Входите, дон Паблито, - тут же невозмутимо приветствовала его служанка, открывшая дверь. В спальне моего дяди все пространство от пола до потолка было занято полками с книгами, а в центре стояла отшельническая кровать, где я проводила большую часть ночи за чтением. Я убедилась, что в темноте персонажи покидают страницы и бродят по дому; я прятала голову под одеялом, в страхе от Дьявола в зеркалах и от толпы персонажей, которые бродили по комнатам, погруженные в свои страсти и приключения: пиратов, куртизанок, бандитов, ведьм и молоденьких девушек. В половине девятого я должна была выключать свет и ложиться спать, но дядя Пабло подарил мне фонарик, чтобы я могла читать под одеялом; и с тех пор у меня появилась извращенная склонность к тайному чтению.
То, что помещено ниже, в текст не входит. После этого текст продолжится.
//! Mask composition: up to two sources, each run through a transform chain,
//! merged into a single [0,1] influence field.

use std::collections::HashMap;
use std::path::{Path, PathBuf};
use std::time::SystemTime;

use serde::{Deserialize, Serialize};

use crate::error::Result;
use crate::export::import_heightfield;
use crate::heightfield::HeightField;

/// Where a mask layer gets its pixels.
#[derive(Clone, Debug)]
pub enum MaskSource {
    /// An image on disk, decoded through the compositor's cache.
    Image(PathBuf),
    /// A field already in memory (a stamp, a derived map, ...).
    Field(HeightField),
}

/// Per-source adjustments, applied in declaration order:
/// multiply → add → power → contrast → quantize → smooth → flip → invert → normalise.
#[derive(Clone, Debug, PartialEq, Serialize, Deserialize)]
#[serde(default)]
pub struct MaskTransform {
    pub strength: f32,
    pub offset: f32,
    pub power: f32,
    pub contrast: f32,
    /// Terrace step; 0 disables.
    pub quantize: f32,
    /// Blur passes.
    pub smooth: usize,
    pub flip: bool,
    pub invert: bool,
    pub normalise: bool,
}

impl Default for MaskTransform {
    fn default() -> Self {
        Self {
            strength: 1.0,
            offset: 0.0,
            power: 1.0,
            contrast: 1.0,
            quantize: 0.0,
            smooth: 0,
            flip: false,
            invert: false,
            normalise: false,
        }
    }
}

impl MaskTransform {
    /// Run the chain over `field`. Every step clamps to [0,1].
    pub fn apply(&self, field: &mut HeightField) {
        if self.strength != 1.0 {
            field.multiply_clamped(self.strength, 0.0, 1.0);
        }
        if self.offset != 0.0 {
            field.add_clamped(self.offset, 0.0, 1.0);
        }
        if self.power != 1.0 {
            field.power(self.power);
        }
        if self.contrast != 1.0 {
            field.contrast(self.contrast);
        }
        field.quantize(self.quantize).smooth(self.smooth);
        if self.flip {
            field.flip();
        }
        if self.invert {
            field.invert();
        }
        if self.normalise {
            field.normalise();
        }
    }
}

/// How two active layers are merged.
#[derive(Clone, Copy, Debug, Default, PartialEq, Eq, Serialize, Deserialize)]
pub enum MergeOperator {
    /// Take the second value where it is greater.
    #[default]
    AssignIfGreaterThan,
    /// Take the second value where it is smaller.
    AssignIfLessThan,
    Add,
    Multiply,
    Subtract,
}

impl MergeOperator {
    pub fn apply(self, a: f32, b: f32) -> f32 {
        let v = match self {
            MergeOperator::AssignIfGreaterThan => {
                if b > a {
                    b
                } else {
                    a
                }
            }
            MergeOperator::AssignIfLessThan => {
                if b < a {
                    b
                } else {
                    a
                }
            }
            MergeOperator::Add => a + b,
            MergeOperator::Multiply => a * b,
            MergeOperator::Subtract => a - b,
        };
        v.clamp(0.0, 1.0)
    }
}

/// One input to the compositor.
#[derive(Clone, Debug)]
pub struct MaskLayer {
    pub source: MaskSource,
    pub transform: MaskTransform,
    pub enabled: bool,
}

impl MaskLayer {
    pub fn image(path: impl Into<PathBuf>) -> Self {
        Self {
            source: MaskSource::Image(path.into()),
            transform: MaskTransform::default(),
            enabled: true,
        }
    }

    pub fn field(field: HeightField) -> Self {
        Self {
            source: MaskSource::Field(field),
            transform: MaskTransform::default(),
            enabled: true,
        }
    }

    pub fn with_transform(mut self, transform: MaskTransform) -> Self {
        self.transform = transform;
        self
    }
}

/// Decode cache counters.
#[derive(Clone, Copy, Debug, Default, PartialEq, Eq)]
pub struct CacheStats {
    pub hits: usize,
    pub misses: usize,
    /// Entries replaced because the file changed on disk.
    pub reloads: usize,
}

impl CacheStats {
    pub fn hit_rate(&self) -> f32 {
        let total = self.hits + self.misses;
        if total == 0 {
            0.0
        } else {
            self.hits as f32 / total as f32
        }
    }

    pub fn summary(&self) -> String {
        format!(
            "Hits: {} | Misses: {} | Reloads: {} | Rate: {:.1}%",
            self.hits,
            self.misses,
            self.reloads,
            self.hit_rate() * 100.0
        )
    }
}

struct CachedImage {
    modified: SystemTime,
    field: HeightField,
}

/// Builds combined masks and memoizes image decoding.
///
/// Cache entries are keyed by path and invalidated only when the file's
/// last-modified time changes. The cache can be dropped at any time; the
/// next request simply decodes again.
#[derive(Default)]
pub struct MaskCompositor {
    cache: HashMap<PathBuf, CachedImage>,
    stats: CacheStats,
}

impl MaskCompositor {
    pub fn new() -> Self {
        Self::default()
    }

    pub fn stats(&self) -> CacheStats {
        self.stats
    }

    pub fn cached_images(&self) -> usize {
        self.cache.len()
    }

    pub fn clear_cache(&mut self) {
        self.cache.clear();
    }

    /// Decode `path`, reusing a previous decode if the file is unchanged.
    pub fn decode(&mut self, path: &Path) -> Result<HeightField> {
        let modified = std::fs::metadata(path)?.modified()?;

        if let Some(entry) = self.cache.get(path) {
            if entry.modified == modified {
                self.stats.hits += 1;
                return Ok(entry.field.clone());
            }
            tracing::debug!("{} changed on disk, decoding again", path.display());
            self.stats.reloads += 1;
        }

        self.stats.misses += 1;
        let field = import_heightfield(path)?;
        self.cache.insert(
            path.to_path_buf(),
            CachedImage {
                modified,
                field: field.clone(),
            },
        );
        Ok(field)
    }

    /// Source pixels of a layer after its transform chain.
    pub fn resolve(&mut self, layer: &MaskLayer) -> Result<HeightField> {
        let mut field = match &layer.source {
            MaskSource::Image(path) => self.decode(path)?,
            MaskSource::Field(field) => field.clone(),
        };
        layer.transform.apply(&mut field);
        Ok(field)
    }

    /// Combine up to two layers. Disabled layers count as absent.
    ///
    /// With no active layer the result is `None` (callers treat that as "no
    /// mask"). One active layer passes through. Two are merged with
    /// `operator` at the resolution of the first.
    pub fn compose(
        &mut self,
        first: Option<&MaskLayer>,
        second: Option<&MaskLayer>,
        operator: MergeOperator,
    ) -> Result<Option<HeightField>> {
        let first = first.filter(|l| l.enabled);
        let second = second.filter(|l| l.enabled);

        match (first, second) {
            (None, None) => Ok(None),
            (Some(layer), None) | (None, Some(layer)) => Ok(Some(self.resolve(layer)?)),
            (Some(a), Some(b)) => {
                let mut base = self.resolve(a)?;
                let other = self.resolve(b)?;
                base.combine(&other, |x, y| operator.apply(x, y));
                tracing::debug!("merged two mask layers with {:?}", operator);
                Ok(Some(base))
            }
        }
    }
}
Невозможно было предаваться скуке в этом доме, полном книг и экстравагантных родственников, с запретным подвалом, с регулярным появлением приплода новорожденных котят – которых Маргара топила в ведре с водой - и с радио на кухне, стоявшим за спиной у моего деда, из которого гремели модные песенки, криминальные новости об ужасных преступлениях и романы о несчастной любви. Мои дяди для собственного развлечения придумывали разные грубые и жестокие шуточки, основной целью которых было немного поиздеваться над детьми, зачастую доводя их до слез. Предметом этого становились разные вещи, от приклеенной к потолку купюры в десять песо, которую мы могли видеть, но никак не могли достать, до конфет, из которых шприцем была удалена шоколадная начинка, и заменена на острый соус. Нас спускали с самого верха лестницы в деревянном ящике, подвешивали вниз головой над нужником, угрожая бросить веревку, заливали в унитаз спирт и поджигали его, предлагая заплатить тому, кто рискнет сунуть туда руку, складывали стопкой старые покрышки от машины моего дедушки и засовывали нас внутрь, где в темноте мы визжали и кричали от страха, задыхаясь от запаха старой резины. Когда старая газовая плита была заменена на электрическую, нас ставили на конфорки, включали их на малую мощность и рассказывали нам сказки, чтобы дождаться, пока тепло от подошв нашей обуви проявит себя сильнее, чем интерес к услышанному, а мы тем временем слушали их прыгая с ноги на ногу. Моя мама защищала нас с яростью львицы, но она не всегда была рядом в доме чтобы защитить нас, в противоположность ей Деда считал, что жестокие развлечения хороши для формирования характера, и служат для детей своего рода образованием. Тогда у нас еще не было подхода, пришедшего впоследствии из Северной Америки, что детство должно быть невинным периодом в жизни, и считалось, что жизнь – это суровое испытание, для которого требуются крепкие нервы. Воспитание ребенка основывалось на выживании: чем большему количеству бесчеловечных испытаний подвергался ребенок, тем лучше он был подготовлен к трудностям взрослой жизни. Я признаю на своем опыте, что это дало хорошие результаты, и, если придерживаться этой традиции, я должна была бы подвергнуть мученическим испытаниям своих детей, и теперь своих внуков, но для этого у меня слишком мягкое сердце.